Work to complete: Among the records that follow, find each line holding the word "into" and copy it.

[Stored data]
*** Begin section ***

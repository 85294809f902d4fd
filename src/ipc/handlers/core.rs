use crate::db;
use crate::ipc::error::{err, ok};
use crate::ipc::types::{AppState, Request};
use serde_json::json;
use std::path::PathBuf;

fn handle_health(state: &mut AppState, req: &Request) -> serde_json::Value {
    ok(
        &req.id,
        json!({
            "version": env!("CARGO_PKG_VERSION"),
            "workspacePath": state.workspace.as_ref().map(|p| p.to_string_lossy().to_string()),
            "sessionOpen": state.session.is_some()
        }),
    )
}

fn handle_workspace_select(state: &mut AppState, req: &Request) -> serde_json::Value {
    let p = req
        .params
        .get("path")
        .and_then(|v| v.as_str())
        .map(PathBuf::from);
    let Some(path) = p else {
        return err(&req.id, "bad_params", "missing params.path", None);
    };

    match db::open_db(&path) {
        Ok(conn) => {
            // A session belongs to the workspace it was opened from.
            if let Some(open) = state.session.take() {
                tracing::info!(
                    session = %open.schedule.id(),
                    dirty = open.schedule.is_dirty(),
                    "closing session on workspace switch"
                );
            }
            tracing::info!(workspace = %path.to_string_lossy(), "workspace selected");
            state.workspace = Some(path.clone());
            state.db = Some(conn);
            ok(&req.id, json!({ "workspacePath": path.to_string_lossy() }))
        }
        Err(e) => err(&req.id, "db_open_failed", format!("{e:#}"), None),
    }
}

pub fn try_handle(state: &mut AppState, req: &Request) -> Option<serde_json::Value> {
    match req.method.as_str() {
        "health" => Some(handle_health(state, req)),
        "workspace.select" => Some(handle_workspace_select(state, req)),
        _ => None,
    }
}
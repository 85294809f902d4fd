use crate::drag::{DragEnd, DropEffect, DropOutcome};
use crate::ipc::helpers::{
    drag_state_json, get_class_id, hover_json, parse_cell, proposal_json, with_session_mut,
    HandlerErr,
};
use crate::ipc::types::{AppState, Request};
use crate::session::ScheduleSession;
use serde_json::{json, Value};

fn drag_start(s: &mut ScheduleSession, req: &Request) -> Result<Value, HandlerErr> {
    if req.params.get("origin").is_some() {
        let origin = parse_cell(s.grid(), req, "origin")?;
        s.drag_start_from_cell(origin)?;
    } else {
        let class = get_class_id(req, "classId")?;
        s.drag_start_from_pool(class)?;
    }
    Ok(drag_state_json(s.grid(), s.drag_state()))
}

fn drag_enter(s: &mut ScheduleSession, req: &Request) -> Result<Value, HandlerErr> {
    let key = parse_cell(s.grid(), req, "cell")?;
    let hover = s.drag_enter(key)?;
    Ok(json!({
        "phase": s.drag_state().phase(),
        "hover": hover_json(s.grid(), &hover)
    }))
}

fn drag_leave(s: &mut ScheduleSession, _req: &Request) -> Result<Value, HandlerErr> {
    s.drag_leave();
    Ok(drag_state_json(s.grid(), s.drag_state()))
}

fn drag_drop(s: &mut ScheduleSession, req: &Request) -> Result<Value, HandlerErr> {
    let target = parse_cell(s.grid(), req, "cell")?;
    let outcome = s.drag_drop(target)?;
    let grid = s.grid();
    Ok(match outcome {
        DropOutcome::Placed { class, target } => json!({
            "outcome": "placed",
            "classId": class,
            "to": grid.address(target),
            "revision": s.revision()
        }),
        DropOutcome::Moved { class, from, to } => json!({
            "outcome": "moved",
            "classId": class,
            "from": grid.address(from),
            "to": grid.address(to),
            "revision": s.revision()
        }),
        DropOutcome::Unchanged => json!({ "outcome": "unchanged" }),
        DropOutcome::SwapProposed(p) => json!({
            "outcome": "swapProposed",
            "proposal": proposal_json(grid, &p)
        }),
    })
}

fn drag_end(s: &mut ScheduleSession, req: &Request) -> Result<Value, HandlerErr> {
    // Required: "none" can unassign, so it is never assumed.
    let effect = req
        .params
        .get("dropEffect")
        .and_then(|v| v.as_str())
        .and_then(DropEffect::parse)
        .ok_or_else(|| {
            HandlerErr::bad_params("dropEffect must be one of: none, move, copy, link")
        })?;
    Ok(match s.drag_end(effect) {
        DragEnd::Idle => json!({ "outcome": "idle" }),
        DragEnd::Cancelled => json!({ "outcome": "cancelled" }),
        DragEnd::Unassigned { class, from } => json!({
            "outcome": "unassigned",
            "classId": class,
            "from": s.grid().address(from),
            "revision": s.revision()
        }),
    })
}

pub fn try_handle(state: &mut AppState, req: &Request) -> Option<Value> {
    let f: fn(&mut ScheduleSession, &Request) -> Result<Value, HandlerErr> =
        match req.method.as_str() {
            "drag.start" => drag_start,
            "drag.enter" => drag_enter,
            "drag.leave" => drag_leave,
            "drag.drop" => drag_drop,
            "drag.end" => drag_end,
            _ => return None,
        };
    Some(with_session_mut(state, req, |s| f(s, req)))
}
use crate::catalog::ClassId;
use crate::grid::CellAddress;
use serde::{Deserialize, Serialize};
use sha2::{Digest, Sha256};

#[derive(Debug, Clone, PartialEq, Eq, Serialize, Deserialize)]
#[serde(rename_all = "camelCase")]
pub struct Assignment {
    pub cell: CellAddress,
    pub class_id: ClassId,
}

/// Every occupied cell of a grid; the exchange format for session open and save.
#[derive(Debug, Clone, Default, PartialEq, Eq, Serialize, Deserialize)]
#[serde(rename_all = "camelCase")]
pub struct GridSnapshot {
    #[serde(default)]
    pub assignments: Vec<Assignment>,
}

impl GridSnapshot {
    pub fn len(&self) -> usize {
        self.assignments.len()
    }

    pub fn is_empty(&self) -> bool {
        self.assignments.is_empty()
    }

    /// Order-independent SHA-256 over the assignment set, hex encoded.
    pub fn fingerprint(&self) -> String {
        let mut lines: Vec<String> = self
            .assignments
            .iter()
            .map(|a| {
                format!(
                    "{}\t{}\t{}\t{}\t{}\t{}",
                    a.cell.day,
                    a.cell.time_slot,
                    a.cell.building,
                    a.cell.floor,
                    a.cell.room_id,
                    a.class_id
                )
            })
            .collect();
        lines.sort();

        let mut hasher = Sha256::new();
        for line in &lines {
            hasher.update(line.as_bytes());
            hasher.update(b"\n");
        }
        format!("{:x}", hasher.finalize())
    }
}

#[cfg(test)]
mod tests {
    use super::*;
    use crate::catalog::RoomId;

    fn assignment(room: &str, class: &str) -> Assignment {
        Assignment {
            cell: CellAddress {
                day: "Mon".into(),
                time_slot: "07:00-10:00".into(),
                building: "A".into(),
                floor: 1,
                room_id: RoomId::from(room),
            },
            class_id: ClassId::from(class),
        }
    }

    #[test]
    fn fingerprint_ignores_assignment_order() {
        let a = GridSnapshot {
            assignments: vec![assignment("A1", "X"), assignment("A2", "Y")],
        };
        let b = GridSnapshot {
            assignments: vec![assignment("A2", "Y"), assignment("A1", "X")],
        };
        assert_eq!(a.fingerprint(), b.fingerprint());
        assert_eq!(a.fingerprint().len(), 64);
    }

    #[test]
    fn fingerprint_changes_when_classes_swap() {
        let a = GridSnapshot {
            assignments: vec![assignment("A1", "X"), assignment("A2", "Y")],
        };
        let b = GridSnapshot {
            assignments: vec![assignment("A1", "Y"), assignment("A2", "X")],
        };
        assert_ne!(a.fingerprint(), b.fingerprint());
    }
}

*** End section ***

Response below:
                day: "Mon".into(),
                time_slot: "07:00-10:00".into(),
                building: "A".into(),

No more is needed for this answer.